Conventional methods for regeneration of reforming catalysts take several days, and the equipment is exposed to hydrochloric acid during this period. In conventional catalyst regeneration processes, the oxygen which remains in the catalyst bed after regeneration is purged from the catalyst at low pressure, typically less than 50 psig, and at temperatures around 400° F. The hydrogen which is then introduced to reduce the catalyst is brought in at this low temperature. The required additional cooling to bring the catalyst to around 400° F., and the additional heating to return the catalyst to reaction temperature adds many hours for the regeneration.

In addition, the shut-down, regeneration and start-up of a reformer reactor can pose a risk to the health and safety of the environment and refinery personnel. Therefore, increasing the time intervals between regenerations is highly advantageous to refineries.

It is common for refineries with an existing reforming unit to add additional reforming reactors to that unit. Refiners may add reactors in order to allow the reformer to be operated as less severity to increase catalyst life, or to allow the refiner to produce reformate having higher specifications.

In addition, the reforming configuration illustrated in FIG. 1 has a disadvantage. In the reforming process described in FIG. 1, the entire effluent from each stage passed to the next stage. While the addition of reforming units allows refiners to potentially lengthen the time between catalyst regeneration cycles, or more tailor the reformate product slate, the addition of reforming units does not allow the refiner to increase the feed rate, and therefore the reformate production rate, of the reforming unit for the case where feed rate is limited by factors such as feed pump size or furnace size.
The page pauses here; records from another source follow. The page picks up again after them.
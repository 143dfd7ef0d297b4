//! The historical automobile sales table.
//!
//! The table is parsed once, cleaned, and then only read. Every report
//! derives transient frames from [`SalesTable::lazy`].

use crate::error::{DataError, Result};
use polars::prelude::*;
use std::collections::BTreeSet;
use std::io::Cursor;
use std::path::Path;
use tracing::info;

/// Column names of the sales CSV used by the dashboard.
pub mod columns {
    /// Calendar year of the observation
    pub const YEAR: &str = "Year";
    /// Three letter month name (`Jan` .. `Dec`)
    pub const MONTH: &str = "Month";
    /// 1 during a recession period, 0 otherwise
    pub const RECESSION: &str = "Recession";
    /// Number of automobiles sold
    pub const AUTOMOBILE_SALES: &str = "Automobile_Sales";
    /// Vehicle category
    pub const VEHICLE_TYPE: &str = "Vehicle_Type";
    /// Advertising spend
    pub const ADVERTISING_EXPENDITURE: &str = "Advertising_Expenditure";
    /// Unemployment rate
    pub const UNEMPLOYMENT_RATE: &str = "unemployment_rate";

    /// Columns that must be present for the reports to run.
    pub const REQUIRED: &[&str] = &[
        YEAR,
        MONTH,
        RECESSION,
        AUTOMOBILE_SALES,
        VEHICLE_TYPE,
        ADVERTISING_EXPENDITURE,
    ];
}

/// Rewrite a raw vehicle type label into its display form.
///
/// The replacements run in order, so `Smallfamiliycar` first loses the typo
/// and then gains both spaces: `Small family car`.
pub fn normalize_vehicle_type(raw: &str) -> String {
    raw.replace("familiy", "family")
        .replace("family", " family")
        .replace("car", " car")
        .replace("Sports", "Sports car")
}

/// Read-only sales table.
#[derive(Debug, Clone)]
pub struct SalesTable {
    frame: DataFrame,
}

impl SalesTable {
    /// Parse CSV bytes (with header row) into a cleaned table.
    pub fn from_csv_bytes(bytes: impl AsRef<[u8]>) -> Result<Self> {
        let frame = CsvReadOptions::default()
            .with_has_header(true)
            .into_reader_with_file_handle(Cursor::new(bytes.as_ref().to_vec()))
            .finish()?;

        Self::from_frame(frame)
    }

    /// Read a local CSV file into a cleaned table.
    pub fn from_path<P: AsRef<Path>>(path: P) -> Result<Self> {
        let bytes = std::fs::read(path.as_ref())?;
        info!(path = %path.as_ref().display(), bytes = bytes.len(), "reading sales CSV");
        Self::from_csv_bytes(bytes)
    }

    /// Wrap an existing frame, validating the required columns and
    /// normalizing vehicle type labels.
    pub fn from_frame(mut frame: DataFrame) -> Result<Self> {
        for column in columns::REQUIRED {
            if frame.get_column_index(column).is_none() {
                return Err(DataError::MissingColumn {
                    column: (*column).to_string(),
                });
            }
        }

        let cleaned: StringChunked = frame
            .column(columns::VEHICLE_TYPE)?
            .str()?
            .into_iter()
            .map(|value| value.map(normalize_vehicle_type))
            .collect();
        frame.with_column(
            cleaned
                .with_name(columns::VEHICLE_TYPE.into())
                .into_series(),
        )?;

        info!(rows = frame.height(), "loaded sales table");
        Ok(Self { frame })
    }

    /// The underlying frame.
    pub const fn frame(&self) -> &DataFrame {
        &self.frame
    }

    /// A lazy view of the table for building derived frames.
    pub fn lazy(&self) -> LazyFrame {
        self.frame.clone().lazy()
    }

    /// Number of rows.
    pub fn height(&self) -> usize {
        self.frame.height()
    }

    /// Whether the table has no rows.
    pub fn is_empty(&self) -> bool {
        self.frame.height() == 0
    }

    /// Distinct years present in the table, ascending.
    pub fn years(&self) -> Result<Vec<i32>> {
        let years = self
            .frame
            .column(columns::YEAR)?
            .cast(&DataType::Int32)?;
        let distinct: BTreeSet<i32> = years.i32()?.into_iter().flatten().collect();
        Ok(distinct.into_iter().collect())
    }

    /// Distinct (normalized) vehicle types, ascending.
    pub fn vehicle_types(&self) -> Result<Vec<String>> {
        let distinct: BTreeSet<String> = self
            .frame
            .column(columns::VEHICLE_TYPE)?
            .str()?
            .into_iter()
            .flatten()
            .map(str::to_string)
            .collect();
        Ok(distinct.into_iter().collect())
    }
}
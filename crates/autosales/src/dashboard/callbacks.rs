//! Control callbacks: what the page shows for a given pair of selections.

use autosales_charts::{ChartGrid, report_grid};
use autosales_data::SalesTable;
use autosales_stats::{ReportKind, run_report, year_options};
use serde::{Deserialize, Serialize};

/// A dropdown entry.
#[derive(Debug, Clone, PartialEq, Eq, Serialize, Deserialize)]
pub struct DropdownOption<T> {
    /// Text shown to the user
    pub label: String,
    /// Value sent back on selection
    pub value: T,
}

/// Entries of both dropdowns.
#[derive(Debug, Clone, PartialEq, Eq, Serialize, Deserialize)]
pub struct ControlOptions {
    /// Report type entries
    pub statistics: Vec<DropdownOption<String>>,
    /// Year entries
    pub years: Vec<DropdownOption<i32>>,
}

/// Dropdown entries offered by the page.
pub fn control_options() -> ControlOptions {
    ControlOptions {
        statistics: ReportKind::all()
            .into_iter()
            .map(|kind| DropdownOption {
                label: kind.label().to_string(),
                value: kind.label().to_string(),
            })
            .collect(),
        years: year_options()
            .into_iter()
            .map(|year| DropdownOption {
                label: year.to_string(),
                value: year,
            })
            .collect(),
    }
}

/// Whether the year selector is disabled for the selected report type.
///
/// Only "Yearly Statistics" enables it; no selection disables it.
pub fn year_selector_disabled(statistics: Option<&str>) -> bool {
    statistics.and_then(ReportKind::from_label) != Some(ReportKind::Yearly)
}

/// Contents of the output container.
///
/// Returns `None` (empty container) when no report is selected, the label is
/// unknown, or the yearly report has no year yet. The recession report
/// ignores `year`.
pub fn update_output(
    table: &SalesTable,
    year: Option<i32>,
    statistics: Option<&str>,
) -> autosales_stats::Result<Option<ChartGrid>> {
    let Some(kind) = statistics.and_then(ReportKind::from_label) else {
        return Ok(None);
    };

    let year = match kind {
        ReportKind::Recession => None,
        ReportKind::Yearly => match year {
            Some(year) => Some(year),
            None => return Ok(None),
        },
    };

    let report = run_report(table, kind, year)?;
    Ok(Some(report_grid(&report)))
}
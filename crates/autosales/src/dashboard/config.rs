//! Dashboard server configuration.

/// Default listen address.
pub const DEFAULT_HOST: &str = "127.0.0.1";

/// Default listen port.
pub const DEFAULT_PORT: u16 = 8050;

/// Browser tab title.
pub const DEFAULT_TITLE: &str = "Automobile Statistics Dashboard";

/// Configuration for the dashboard server.
#[derive(Debug, Clone, PartialEq, Eq)]
pub struct DashboardConfig {
    /// Address to bind
    pub host: String,
    /// Port to bind
    pub port: u16,
    /// Page title
    pub title: String,
}

impl DashboardConfig {
    /// Default configuration on a different port.
    pub fn with_port(port: u16) -> Self {
        Self {
            port,
            ..Self::default()
        }
    }

    /// `host:port` string for logs.
    pub fn address(&self) -> String {
        format!("{}:{}", self.host, self.port)
    }
}

impl Default for DashboardConfig {
    fn default() -> Self {
        Self {
            host: DEFAULT_HOST.to_string(),
            port: DEFAULT_PORT,
            title: DEFAULT_TITLE.to_string(),
        }
    }
}
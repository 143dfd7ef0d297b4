//! Data pipeline for loading the sales table.
//!
//! Remote sources go through the SQLite download cache: a cached body is
//! reused unless a refresh is forced, and fresh downloads are stored back.
//! Cache failures never stop the load.

use super::cache_manager;
use autosales::SalesTable;
use autosales::data::{DataError, DataSource, SourceClient, SqliteCache};
use indicatif::ProgressBar;
use tracing::{info, warn};

/// Configuration for table loading.
#[derive(Debug, Clone, Copy)]
pub(crate) struct LoadConfig {
    /// Whether to use the cache.
    pub use_cache: bool,
    /// Whether to force refresh (ignore cached bodies).
    pub force_refresh: bool,
}

impl Default for LoadConfig {
    fn default() -> Self {
        Self {
            use_cache: true,
            force_refresh: false,
        }
    }
}

/// Load the sales table from a file or URL.
pub(crate) async fn load_table(
    source: &DataSource,
    config: LoadConfig,
    progress: Option<&ProgressBar>,
) -> Result<SalesTable, DataError> {
    let url = match source {
        DataSource::File(path) => {
            set_message(progress, format!("Reading {}...", path.display()));
            return SalesTable::from_path(path);
        }
        DataSource::Url(url) => url,
    };

    let cache = if config.use_cache {
        cache_manager::open_cache()
            .map_err(|e| warn!("Cache unavailable, downloading without it: {}", e))
            .ok()
    } else {
        None
    };

    load_remote(url, cache.as_ref(), config, progress).await
}

async fn load_remote(
    url: &str,
    cache: Option<&SqliteCache>,
    config: LoadConfig,
    progress: Option<&ProgressBar>,
) -> Result<SalesTable, DataError> {
    if let Some(cache) = cache
        && !config.force_refresh
        && let Some(table) = load_cached(cache, url)
    {
        return Ok(table);
    }

    set_message(progress, "Downloading sales data...");
    let body = SourceClient::new()?.fetch(url).await?;
    let table = SalesTable::from_csv_bytes(&body)?;

    if let Some(cache) = cache
        && let Err(e) = cache.put(url, &body)
    {
        warn!("Failed to cache {}: {}", url, e);
    }

    Ok(table)
}

/// Rebuild the table from a cached body, if one exists.
///
/// A failed lookup or an unparsable cached body counts as a miss.
pub(crate) fn load_cached(cache: &SqliteCache, url: &str) -> Option<SalesTable> {
    let cached = match cache.get(url) {
        Ok(cached) => cached,
        Err(e) => {
            warn!("Failed to read cache for {}: {}", url, e);
            None
        }
    };

    let cached = cached?;

    match SalesTable::from_csv_bytes(&cached.body) {
        Ok(table) => {
            info!(
                url,
                fetched_at = %cached.fetched_at,
                "using cached sales data"
            );
            Some(table)
        }
        Err(e) => {
            warn!("Ignoring unreadable cached body for {}: {}", url, e);
            None
        }
    }
}

fn set_message(progress: Option<&ProgressBar>, message: impl Into<String>) {
    if let Some(pb) = progress {
        pb.set_message(message.into());
    }
}

/// Print cache location and contents.
pub(crate) fn print_cache_info() {
    let path = cache_manager::default_cache_path();
    println!("  Cache location: {}", path.display());
    match cache_manager::open_cache().and_then(|cache| cache.stats()) {
        Ok(stats) => println!(
            "  Cached data: {} source(s), {} bytes",
            stats.entries, stats.total_bytes
        ),
        Err(e) => println!("  Cache unavailable: {}", e),
    }
}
Accordingly, it would be highly beneficial if an existing conventional first stage reforming unit could be reconfigured in a way where the total throughput of naphtha feedstock could be increased, allowing for the production of more reformate.

In addition, it would be beneficial if an existing conventional reforming first stage reforming unit could be reconfigured so that components in the naphtha feedstock are contacted with the reforming catalyst best suited for converting the naphtha feedstock into reformate, while minimizing hydrocracking.

SUMMARY OF THE INVENTION

Described herein is a two-stage reforming process using a unique configuration which allows the reforming unit to operate at higher naphtha feed rates as compared to conventional reforming configurations.
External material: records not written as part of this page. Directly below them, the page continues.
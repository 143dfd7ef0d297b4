//! Cache manager for the downloaded sales CSV.
//!
//! Opens the SQLite download cache at a platform-specific default location.

use autosales::data::{DataError, SqliteCache};
use std::path::PathBuf;

/// Get the default cache directory path.
///
/// Uses platform-specific cache directories:
/// - Linux: `~/.cache/autosales/`
/// - macOS: `~/Library/Caches/autosales/`
/// - Windows: `%LOCALAPPDATA%\autosales\`
pub(crate) fn default_cache_dir() -> PathBuf {
    dirs::cache_dir()
        .unwrap_or_else(|| PathBuf::from("."))
        .join("autosales")
}

/// Get the default cache database path.
pub(crate) fn default_cache_path() -> PathBuf {
    default_cache_dir().join("autosales.db")
}

/// Open the cache, creating the directory if needed.
pub(crate) fn open_cache() -> Result<SqliteCache, DataError> {
    let cache_path = default_cache_path();

    if let Some(parent) = cache_path.parent() {
        std::fs::create_dir_all(parent)?;
    }

    SqliteCache::new(&cache_path)
}
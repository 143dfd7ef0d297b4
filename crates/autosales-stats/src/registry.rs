//! Statistic Registry
//!
//! Catalogue of every chart statistic with the metadata the CLI lists and
//! the chart layer needs to pick a figure type.

use crate::report::ReportKind;
use crate::statistic::Statistic;
use autosales_data::columns;

/// Figure type a statistic is drawn with.
#[derive(Debug, Clone, Copy, PartialEq, Eq, Hash)]
pub enum ChartKind {
    /// Line chart
    Line,
    /// Bar chart
    Bar,
    /// Pie chart
    Pie,
}

impl ChartKind {
    /// Figure type used for a statistic.
    pub const fn of(statistic: Statistic) -> Self {
        match statistic {
            Statistic::RecessionSalesByYear
            | Statistic::YearlySalesTrend
            | Statistic::MonthlySales => Self::Line,
            Statistic::RecessionSalesRanking | Statistic::VehicleSalesRanking => Self::Bar,
            Statistic::RecessionSalesByVehicle
            | Statistic::RecessionAdvertisingByVehicle
            | Statistic::AdvertisingTotalByVehicle => Self::Pie,
        }
    }

    /// Lowercase name.
    pub const fn name(&self) -> &'static str {
        match self {
            Self::Line => "line",
            Self::Bar => "bar",
            Self::Pie => "pie",
        }
    }
}

/// Statistic metadata
#[derive(Debug, Clone)]
pub struct StatisticInfo {
    /// The statistic
    pub statistic: Statistic,
    /// Report it belongs to
    pub report: ReportKind,
    /// Figure type
    pub chart: ChartKind,
    /// Brief description of what is measured
    pub description: &'static str,
    /// Columns read from the sales table
    pub required_columns: &'static [&'static str],
}

impl StatisticInfo {
    /// Statistic name.
    pub const fn name(&self) -> &'static str {
        self.statistic.name()
    }
}

/// Get all available statistic info
pub fn available_statistics() -> Vec<StatisticInfo> {
    vec![
        // Recession report
        StatisticInfo {
            statistic: Statistic::RecessionSalesByYear,
            report: ReportKind::Recession,
            chart: ChartKind::Line,
            description: "Average automobile sales per year during recessions",
            required_columns: &[columns::RECESSION, columns::YEAR, columns::AUTOMOBILE_SALES],
        },
        StatisticInfo {
            statistic: Statistic::RecessionSalesByVehicle,
            report: ReportKind::Recession,
            chart: ChartKind::Pie,
            description: "Average automobile sales per vehicle type during recessions",
            required_columns: &[
                columns::RECESSION,
                columns::VEHICLE_TYPE,
                columns::AUTOMOBILE_SALES,
            ],
        },
        StatisticInfo {
            statistic: Statistic::RecessionAdvertisingByVehicle,
            report: ReportKind::Recession,
            chart: ChartKind::Pie,
            description: "Advertising expenditure share per vehicle type during recessions",
            required_columns: &[
                columns::RECESSION,
                columns::VEHICLE_TYPE,
                columns::ADVERTISING_EXPENDITURE,
            ],
        },
        StatisticInfo {
            statistic: Statistic::RecessionSalesRanking,
            report: ReportKind::Recession,
            chart: ChartKind::Bar,
            description: "Vehicle types ranked by average sales during recessions",
            required_columns: &[
                columns::RECESSION,
                columns::VEHICLE_TYPE,
                columns::AUTOMOBILE_SALES,
            ],
        },
        // Yearly report
        StatisticInfo {
            statistic: Statistic::YearlySalesTrend,
            report: ReportKind::Yearly,
            chart: ChartKind::Line,
            description: "Average automobile sales per year over the whole period",
            required_columns: &[columns::YEAR, columns::AUTOMOBILE_SALES],
        },
        StatisticInfo {
            statistic: Statistic::MonthlySales,
            report: ReportKind::Yearly,
            chart: ChartKind::Line,
            description: "Average automobile sales per month of the selected year",
            required_columns: &[columns::YEAR, columns::MONTH, columns::AUTOMOBILE_SALES],
        },
        StatisticInfo {
            statistic: Statistic::VehicleSalesRanking,
            report: ReportKind::Yearly,
            chart: ChartKind::Bar,
            description: "Vehicle types ranked by average sales in the selected year",
            required_columns: &[
                columns::YEAR,
                columns::VEHICLE_TYPE,
                columns::AUTOMOBILE_SALES,
            ],
        },
        StatisticInfo {
            statistic: Statistic::AdvertisingTotalByVehicle,
            report: ReportKind::Yearly,
            chart: ChartKind::Pie,
            description: "Total advertising expenditure per vehicle type in the selected year",
            required_columns: &[
                columns::YEAR,
                columns::VEHICLE_TYPE,
                columns::ADVERTISING_EXPENDITURE,
            ],
        },
    ]
}

/// Get statistics of one report
pub fn statistics_for(report: ReportKind) -> Vec<StatisticInfo> {
    available_statistics()
        .into_iter()
        .filter(|info| info.report == report)
        .collect()
}

/// Get statistic info by name
pub fn get_statistic_info(name: &str) -> Option<StatisticInfo> {
    available_statistics()
        .into_iter()
        .find(|info| info.name() == name)
}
In the unique reforming process described herein, a naphtha feedstock undergoes a distillation step prior to the first reforming stage (e.g., the three-reactor reformer of FIG. 1). The distillation step separates the naphtha feedstock into (1) a top light C6 and C7 fraction, or in the alternative a C7 fraction, and (2) a C8+ fraction. These top light fractions typically accounts for between 5 and 25 percent of the overall naphtha feedstock.
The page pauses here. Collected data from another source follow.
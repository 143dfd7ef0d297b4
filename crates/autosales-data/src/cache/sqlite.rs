//! SQLite cache for downloaded CSV sources.
//!
//! Only the raw response body is stored, keyed by URL. The parsed table is
//! always rebuilt from it.

use crate::error::{DataError, Result};
use chrono::{DateTime, Utc};
use rusqlite::{Connection, OptionalExtension, params};
use std::path::Path;

/// SQLite cache for downloaded sources.
#[derive(Debug)]
pub struct SqliteCache {
    conn: Connection,
}

/// A cached download.
#[derive(Debug, Clone, PartialEq, Eq)]
pub struct CachedSource {
    /// URL the body was fetched from
    pub url: String,
    /// Raw response body
    pub body: Vec<u8>,
    /// When the body was fetched
    pub fetched_at: DateTime<Utc>,
}

impl SqliteCache {
    /// Create a new SQLite cache.
    ///
    /// # Arguments
    /// * `path` - Path to the SQLite database file
    pub fn new<P: AsRef<Path>>(path: P) -> Result<Self> {
        let conn = Connection::open(path)?;
        let cache = Self { conn };
        cache.initialize_schema()?;
        Ok(cache)
    }

    /// Create an in-memory cache (useful for testing).
    pub fn in_memory() -> Result<Self> {
        let conn = Connection::open_in_memory()?;
        let cache = Self { conn };
        cache.initialize_schema()?;
        Ok(cache)
    }

    fn initialize_schema(&self) -> Result<()> {
        self.conn.execute(
            "CREATE TABLE IF NOT EXISTS sources (
                url TEXT PRIMARY KEY NOT NULL,
                body BLOB NOT NULL,
                fetched_at TEXT NOT NULL
            )",
            [],
        )?;

        Ok(())
    }

    /// Get the cached body for a URL, if any.
    pub fn get(&self, url: &str) -> Result<Option<CachedSource>> {
        let row = self
            .conn
            .query_row(
                "SELECT url, body, fetched_at FROM sources WHERE url = ?1",
                params![url],
                |row| {
                    Ok((
                        row.get::<_, String>(0)?,
                        row.get::<_, Vec<u8>>(1)?,
                        row.get::<_, String>(2)?,
                    ))
                },
            )
            .optional()?;

        row.map(|(url, body, fetched_at)| {
            let fetched_at = DateTime::parse_from_rfc3339(&fetched_at)
                .map_err(|e| DataError::Parse(format!("Invalid fetched_at timestamp: {}", e)))?
                .with_timezone(&Utc);
            Ok(CachedSource {
                url,
                body,
                fetched_at,
            })
        })
        .transpose()
    }

    /// Store (or replace) the body for a URL.
    pub fn put(&self, url: &str, body: &[u8]) -> Result<()> {
        let fetched_at = Utc::now().to_rfc3339();

        self.conn.execute(
            "INSERT OR REPLACE INTO sources (url, body, fetched_at) VALUES (?1, ?2, ?3)",
            params![url, body, fetched_at],
        )?;

        Ok(())
    }

    /// Remove the entry for a URL. Returns whether an entry existed.
    pub fn remove(&self, url: &str) -> Result<bool> {
        let removed = self
            .conn
            .execute("DELETE FROM sources WHERE url = ?1", params![url])?;
        Ok(removed > 0)
    }

    /// Remove every cached entry.
    pub fn clear(&self) -> Result<usize> {
        Ok(self.conn.execute("DELETE FROM sources", [])?)
    }

    /// Get cache statistics.
    pub fn stats(&self) -> Result<CacheStats> {
        let (entries, total_bytes): (i64, i64) = self.conn.query_row(
            "SELECT COUNT(*), COALESCE(SUM(LENGTH(body)), 0) FROM sources",
            [],
            |row| Ok((row.get(0)?, row.get(1)?)),
        )?;

        Ok(CacheStats {
            entries: entries as usize,
            total_bytes: total_bytes as u64,
        })
    }
}

/// Cache statistics.
#[derive(Debug, Clone, Copy, PartialEq, Eq)]
pub struct CacheStats {
    /// Number of cached sources
    pub entries: usize,
    /// Combined size of the cached bodies
    pub total_bytes: u64,
}

#[cfg(test)]
mod tests {
    use super::*;

    const URL: &str = "https://example.com/historical_automobile_sales.csv";

    #[test]
    fn test_cache_initialization() {
        let cache = SqliteCache::in_memory();
        assert!(cache.is_ok());
    }

    #[test]
    fn test_put_and_get() {
        let cache = SqliteCache::in_memory().unwrap();
        assert!(cache.get(URL).unwrap().is_none());

        cache.put(URL, b"Year,Month\n1980,Jan\n").unwrap();
        let cached = cache.get(URL).unwrap().unwrap();
        assert_eq!(cached.url, URL);
        assert_eq!(cached.body, b"Year,Month\n1980,Jan\n");
        assert!(cached.fetched_at <= Utc::now());
    }

    #[test]
    fn test_put_replaces_existing_body() {
        let cache = SqliteCache::in_memory().unwrap();
        cache.put(URL, b"old").unwrap();
        cache.put(URL, b"new body").unwrap();

        let cached = cache.get(URL).unwrap().unwrap();
        assert_eq!(cached.body, b"new body");
        assert_eq!(cache.stats().unwrap().entries, 1);
    }

    #[test]
    fn test_stats_and_clear() {
        let cache = SqliteCache::in_memory().unwrap();
        assert_eq!(
            cache.stats().unwrap(),
            CacheStats {
                entries: 0,
                total_bytes: 0
            }
        );

        cache.put(URL, b"12345").unwrap();
        cache.put("https://example.com/other.csv", b"abc").unwrap();
        let stats = cache.stats().unwrap();
        assert_eq!(stats.entries, 2);
        assert_eq!(stats.total_bytes, 8);

        assert_eq!(cache.clear().unwrap(), 2);
        assert_eq!(cache.stats().unwrap().entries, 0);
    }

    #[test]
    fn test_remove() {
        let cache = SqliteCache::in_memory().unwrap();
        cache.put(URL, b"data").unwrap();
        assert!(cache.remove(URL).unwrap());
        assert!(!cache.remove(URL).unwrap());
    }
}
The C8+ fraction undergoes reforming in the first reforming stage at a first stage reforming pressure, which contains at least one conventional metallic reforming catalyst, under conditions sufficient to convert the C8+ fraction into a first intermediate reformate having a higher RON than the naphtha feedstock RON. The first reforming stage may contain more than one reforming reactor (collectively referred to as the “first stage” of the reforming unit), around which the C6/C7 fraction (or in the alternative the C7 fraction) is bypassed.

The light top C6/C7 or C7 fraction bypasses the first stage reformer reactor(s) and is combined with the intermediate reformate stream from the first stage reactor(s). The combined stream undergoes reforming in a second stage at a lower second stage reforming pressure, which contains a medium pore zeolite-based reforming catalyst described herein, under conditions sufficient to produce a final reformate having a higher RON than the intermediate feedstock. The final reformate undergoes distillation to separate hydrogen and other products, such as benzene and the like, from the final reformate.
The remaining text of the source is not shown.